On peut enfin souligner que malgré la modification de l’article 1er de l’ordonnance du 7 janvier 1959, la solution devrait, sauf revirement, demeurer inchangée. S’il convient d’être prudent avec l’interprétation de textes qui procèdent désormais à un triple renvoi, l’article 29 de la loi du 5 juillet 1985 renvoyant à l’article 1er de l’ordonnance du 7 janvier 1959 qui renvoie désormais lui-même aux articles L. 825-1 à L. 825-8 du code général de la fonction publique.
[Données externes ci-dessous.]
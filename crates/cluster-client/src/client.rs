//! Kubernetes API client
//!
//! Implements [`ClusterClientTrait`] on top of `kube`, one `Api` handle per
//! call scoped to the requested namespace.

use crate::cluster_trait::ClusterClientTrait;
use crate::error::ClusterError;
use crate::types::{ClientConfig, LogOptions, LogStream};
use k8s_openapi::api::apps::v1::Deployment;
use k8s_openapi::api::core::v1::{Pod, Service};
use kube::api::{Api, DeleteParams, ListParams, LogParams, PostParams};
use kube::config::{KubeConfigOptions, Kubeconfig};
use kube::{Client, Config};
use tokio_util::compat::FuturesAsyncReadCompatExt;
use tracing::debug;

/// Production cluster client backed by `kube`.
pub struct KubeClusterClient {
    client: Client,
}

impl KubeClusterClient {
    /// Connect to the cluster described by `config`.
    ///
    /// An explicit kubeconfig path is read directly. Otherwise the
    /// configuration is inferred (in-cluster service account, `KUBECONFIG`,
    /// `~/.kube/config`); a context, when given, selects the kubeconfig entry.
    pub async fn connect(config: &ClientConfig) -> Result<Self, ClusterError> {
        let options = KubeConfigOptions {
            context: config.context.clone(),
            ..Default::default()
        };

        let kube_config = match (&config.kubeconfig, &config.context) {
            (Some(path), _) => {
                debug!("Loading kubeconfig from {}", path.display());
                let kubeconfig = Kubeconfig::read_from(path)
                    .map_err(|e| ClusterError::Config(format!("{}: {}", path.display(), e)))?;
                Config::from_custom_kubeconfig(kubeconfig, &options)
                    .await
                    .map_err(|e| ClusterError::Config(e.to_string()))?
            }
            (None, Some(context)) => {
                debug!("Loading kubeconfig context {}", context);
                Config::from_kubeconfig(&options)
                    .await
                    .map_err(|e| ClusterError::Config(e.to_string()))?
            }
            (None, None) => Config::infer()
                .await
                .map_err(|e| ClusterError::Config(e.to_string()))?,
        };

        let client = Client::try_from(kube_config)?;
        debug!("Kubernetes client initialized");
        Ok(Self { client })
    }

    /// Wrap an already constructed `kube` client.
    #[must_use]
    pub fn from_client(client: Client) -> Self {
        Self { client }
    }

    fn deployments(&self, namespace: &str) -> Api<Deployment> {
        Api::namespaced(self.client.clone(), namespace)
    }

    fn services(&self, namespace: &str) -> Api<Service> {
        Api::namespaced(self.client.clone(), namespace)
    }

    fn pods(&self, namespace: &str) -> Api<Pod> {
        Api::namespaced(self.client.clone(), namespace)
    }
}

#[async_trait::async_trait]
impl ClusterClientTrait for KubeClusterClient {
    async fn get_deployment(&self, namespace: &str, name: &str) -> Result<Deployment, ClusterError> {
        self.deployments(namespace)
            .get(name)
            .await
            .map_err(|e| ClusterError::from_kube(e, "Deployment", name))
    }

    async fn create_deployment(&self, namespace: &str, deployment: &Deployment) -> Result<Deployment, ClusterError> {
        let name = deployment.metadata.name.as_deref().unwrap_or_default();
        self.deployments(namespace)
            .create(&PostParams::default(), deployment)
            .await
            .map_err(|e| ClusterError::from_kube(e, "Deployment", name))
    }

    async fn replace_deployment(&self, namespace: &str, name: &str, deployment: &Deployment) -> Result<Deployment, ClusterError> {
        self.deployments(namespace)
            .replace(name, &PostParams::default(), deployment)
            .await
            .map_err(|e| ClusterError::from_kube(e, "Deployment", name))
    }

    async fn delete_deployment(&self, namespace: &str, name: &str) -> Result<(), ClusterError> {
        // Background propagation removes the ReplicaSets and pods as well
        self.deployments(namespace)
            .delete(name, &DeleteParams::background())
            .await
            .map(|_| ())
            .map_err(|e| ClusterError::from_kube(e, "Deployment", name))
    }

    async fn get_service(&self, namespace: &str, name: &str) -> Result<Service, ClusterError> {
        self.services(namespace)
            .get(name)
            .await
            .map_err(|e| ClusterError::from_kube(e, "Service", name))
    }

    async fn create_service(&self, namespace: &str, service: &Service) -> Result<Service, ClusterError> {
        let name = service.metadata.name.as_deref().unwrap_or_default();
        self.services(namespace)
            .create(&PostParams::default(), service)
            .await
            .map_err(|e| ClusterError::from_kube(e, "Service", name))
    }

    async fn delete_service(&self, namespace: &str, name: &str) -> Result<(), ClusterError> {
        self.services(namespace)
            .delete(name, &DeleteParams::default())
            .await
            .map(|_| ())
            .map_err(|e| ClusterError::from_kube(e, "Service", name))
    }

    async fn list_pods(&self, namespace: &str, label_selector: &str) -> Result<Vec<Pod>, ClusterError> {
        let lp = ListParams::default().labels(label_selector);
        let pods = self
            .pods(namespace)
            .list(&lp)
            .await
            .map_err(|e| ClusterError::from_kube(e, "Pod", label_selector))?;
        Ok(pods.items)
    }

    async fn stream_logs(&self, namespace: &str, pod: &str, options: &LogOptions) -> Result<LogStream, ClusterError> {
        let lp = LogParams {
            container: options.container.clone(),
            follow: options.follow,
            ..Default::default()
        };

        let stream = self
            .pods(namespace)
            .log_stream(pod, &lp)
            .await
            .map_err(|e| match ClusterError::from_kube(e, "Pod", pod) {
                not_found @ ClusterError::NotFound { .. } => not_found,
                other => ClusterError::Stream(other.to_string()),
            })?;

        Ok(Box::pin(tokio_util::io::ReaderStream::new(stream.compat())))
    }
}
Or, si l’article L. 825-2 du code général de la fonction publique dispose que « La personne publique est admise à poursuivre directement contre le responsable du dommage ou son assureur : 1° La réparation, dans les conditions fixées par le présent code, du préjudice éprouvé par le fonctionnaire à la suite du dommage mentionné au chapitre II de la loi n° 85-677 du 5 juillet 1985 tendant à l’amélioration de la situation des victimes d’accidents de la circulation et à l’accélération des procédures d’indemnisation », l’article L. 825-4 du même code dispose pour sa part que « L’action subrogatoire concerne notamment » sept prestations différentes, dont « Les frais médicaux et pharmaceutiques ». L’action de la personne publique sur le fondement de l’article L. 825-2 étant limitée aux « conditions fixées par le présent code », on peut penser, en dépit de l’utilisation de l’adverbe « notamment » à l’article L. 825-4, que la Cour de cassation maintiendra la présente solution.